Man mano che le dottrine religiose si imponevano sempre di più, negli Stati Uniti, durante questo periodo, gli uomini erano particolarmente risoluti ad allineare i loro comportamenti e la loro identità con l’eterosessualità.
Contemporaneamente a queste vicende, vi è stata anche una crescita della difesa politica per i diritti degli omosessuali e un’abolizione delle leggi punitive e restrittive dell’omosessualità.
È infatti all’inizio del XXI secolo che l’AIDS è stato riconosciuto come un problema degli eterosessuali quanto degli omosessuali.

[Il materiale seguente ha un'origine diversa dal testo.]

//! Tool handlers for the simulation engine (C10 / §4.10).

use crate::series::{daily_closes, starting_close};
use crate::strategies::{position_units, run_backtest, StrategyType};
use rpc_core::error::ToolError;
use rpc_core::registry::ToolRegistry;
use serde_json::{json, Value};
use shared_models::time::now_iso;
use std::collections::HashMap;

fn num(args: &Value, key: &str) -> Result<f64, ToolError> {
    args.get(key)
        .and_then(Value::as_f64)
        .ok_or_else(|| ToolError::new(format!("{key} must be a number")))
}

fn str_arg<'a>(args: &'a Value, key: &str) -> Result<&'a str, ToolError> {
    args.get(key)
        .and_then(Value::as_str)
        .ok_or_else(|| ToolError::new(format!("{key} must be a string")))
}

pub fn register_tools(registry: &mut ToolRegistry) {
    registry.register(
        "simulate_trade",
        "Simulate a single BUY/SELL trade's sizing against a hypothetical portfolio value.",
        json!({
            "type": "object",
            "properties": {
                "symbol": { "type": "string" },
                "quantity": { "type": "number" },
                "action": { "type": "string" },
                "entry_price": { "type": "number" },
                "portfolio_value": { "type": "number" },
            },
            "required": ["symbol", "quantity", "action", "entry_price", "portfolio_value"],
        }),
        move |args| async move {
            let symbol = str_arg(&args, "symbol")?;
            let quantity = num(&args, "quantity")?;
            let action = str_arg(&args, "action")?;
            let entry_price = num(&args, "entry_price")?;
            let portfolio_value = num(&args, "portfolio_value")?;

            if quantity <= 0.0 || entry_price <= 0.0 {
                return Ok(json!({
                    "error": "quantity and entry_price must be positive",
                    "symbol": symbol,
                }));
            }

            let trade_value = quantity * entry_price;
            let position_size_fraction = if portfolio_value > 0.0 {
                trade_value / portfolio_value
            } else {
                1.0
            };

            Ok(json!({
                "symbol": symbol,
                "action": action,
                "quantity": quantity,
                "entry_price": entry_price,
                "trade_value": trade_value,
                "position_size_fraction": position_size_fraction,
                "remaining_portfolio_value": portfolio_value - trade_value,
                "timestamp": now_iso(),
            }))
        },
    );

    registry.register(
        "simulate_strategy",
        "Back-test buy_and_hold/momentum/mean_reversion over a synthetic daily series.",
        json!({
            "type": "object",
            "properties": {
                "strategy_type": { "type": "string" },
                "symbol": { "type": "string" },
                "initial_capital": { "type": "number" },
                "timeframe_days": { "type": "integer" },
            },
            "required": ["strategy_type", "symbol", "initial_capital", "timeframe_days"],
        }),
        move |args| async move {
            let symbol = str_arg(&args, "symbol")?;
            let initial_capital = num(&args, "initial_capital")?;
            let timeframe_days = args
                .get("timeframe_days")
                .and_then(Value::as_u64)
                .ok_or_else(|| ToolError::new("timeframe_days must be an integer"))?
                .max(30) as usize;
            let strategy_type_str = str_arg(&args, "strategy_type")?;
            let Some(strategy_type) = StrategyType::parse(strategy_type_str) else {
                return Ok(json!({
                    "error": format!("unknown strategy_type: {strategy_type_str}"),
                    "symbol": symbol,
                }));
            };

            let closes = daily_closes(symbol, timeframe_days);
            let result = run_backtest(strategy_type, symbol, &closes, initial_capital);
            Ok(serde_json::to_value(result).unwrap_or(Value::Null))
        },
    );

    registry.register(
        "simulate_portfolio_rebalance",
        "Project a rebalance's turnover given current positions and a target allocation, without executing it.",
        json!({
            "type": "object",
            "properties": {
                "current_positions": { "type": "object" },
                "target_allocation": { "type": "object" },
            },
            "required": ["current_positions", "target_allocation"],
        }),
        move |args| async move {
            let positions = args
                .get("current_positions")
                .and_then(Value::as_object)
                .ok_or_else(|| ToolError::new("current_positions must be an object"))?;
            let target = args
                .get("target_allocation")
                .and_then(Value::as_object)
                .ok_or_else(|| ToolError::new("target_allocation must be an object"))?;

            let mut current_value: HashMap<String, f64> = HashMap::new();
            let mut total_value = 0.0_f64;
            for (symbol, value) in positions {
                let value = value.get("value").and_then(Value::as_f64).unwrap_or(0.0);
                current_value.insert(symbol.clone(), value);
                total_value += value;
            }

            let mut symbols: Vec<&String> = current_value.keys().chain(target.keys()).collect();
            symbols.sort();
            symbols.dedup();

            let mut projected_changes = Vec::new();
            let mut total_turnover = 0.0_f64;
            for symbol in symbols {
                let current = *current_value.get(symbol).unwrap_or(&0.0);
                let target_weight = target.get(symbol).and_then(Value::as_f64).unwrap_or(0.0);
                let target_value = target_weight * total_value;
                let delta = target_value - current;
                if delta.abs() < 1e-9 {
                    continue;
                }
                total_turnover += delta.abs();
                projected_changes.push(json!({
                    "symbol": symbol,
                    "current_value": current,
                    "target_value": target_value,
                    "delta": delta,
                    "action": if delta > 0.0 { "BUY" } else { "SELL" },
                }));
            }

            Ok(json!({
                "total_value": total_value,
                "projected_changes": projected_changes,
                "total_turnover": total_turnover,
                "turnover_fraction": if total_value > 0.0 { total_turnover / total_value } else { 0.0 },
                "timestamp": now_iso(),
            }))
        },
    );

    registry.register(
        "calculate_position_size",
        "Size a position from account value, a risk fraction, and a stop-loss distance.",
        json!({
            "type": "object",
            "properties": {
                "account_value": { "type": "number" },
                "risk_fraction": { "type": "number" },
                "entry_price": { "type": "number" },
                "stop_price": { "type": "number" },
            },
            "required": ["account_value", "risk_fraction", "entry_price", "stop_price"],
        }),
        move |args| async move {
            let account_value = num(&args, "account_value")?;
            let risk_fraction = num(&args, "risk_fraction")?;
            let entry_price = num(&args, "entry_price")?;
            let stop_price = num(&args, "stop_price")?;

            let per_unit_risk = (entry_price - stop_price).abs();
            if per_unit_risk <= 0.0 {
                return Ok(json!({
                    "error": "entry_price and stop_price must differ",
                }));
            }

            let risk_budget = account_value * risk_fraction;
            let raw_units = risk_budget / per_unit_risk;
            let units = position_units(starting_close("SIM"), raw_units * entry_price, entry_price);

            Ok(json!({
                "risk_budget": risk_budget,
                "per_unit_risk": per_unit_risk,
                "units": units,
                "position_value": units * entry_price,
                "timestamp": now_iso(),
            }))
        },
    );
}

#[cfg(test)]
mod tests {
    use super::*;

    #[tokio::test]
    async fn simulate_trade_computes_position_fraction() {
        let mut registry = ToolRegistry::new();
        register_tools(&mut registry);
        let entry = registry.get("simulate_trade").unwrap();
        let result = (entry.handler)(json!({
            "symbol": "SYM",
            "quantity": 1.0,
            "action": "BUY",
            "entry_price": 100.0,
            "portfolio_value": 1000.0,
        }))
        .await
        .unwrap();
        assert_eq!(result["position_size_fraction"], 0.1);
    }

    #[tokio::test]
    async fn simulate_strategy_rejects_unknown_type() {
        let mut registry = ToolRegistry::new();
        register_tools(&mut registry);
        let entry = registry.get("simulate_strategy").unwrap();
        let result = (entry.handler)(json!({
            "strategy_type": "bogus",
            "symbol": "SYM",
            "initial_capital": 1000.0,
            "timeframe_days": 60,
        }))
        .await
        .unwrap();
        assert!(result.get("error").is_some());
    }
}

Questo aspetto, combinato ad una maggiore libertà di espressione, alla diminuzione dell’omofobia da parte di alcuni rami del cristianesimo, alla capacità degli eterosessuali di socializzare con gli omosessuali, e una maggiore consapevolezza che l’omosessualità è prodotta biologicamente, ha contribuito a ridurre notevolmente l’omofobia culturale.
Questo ci porta quindi a concludere che, se si è capaci di esprimere una gamma di comportamenti di genere indipendentemente dalla propria sessualità, forse ciò che ancora oggi stigmatizziamo non è tanto l’omosessualità, ma quanto la paura di somigliare agli omosessuali, e quindi l’omofobia stessa.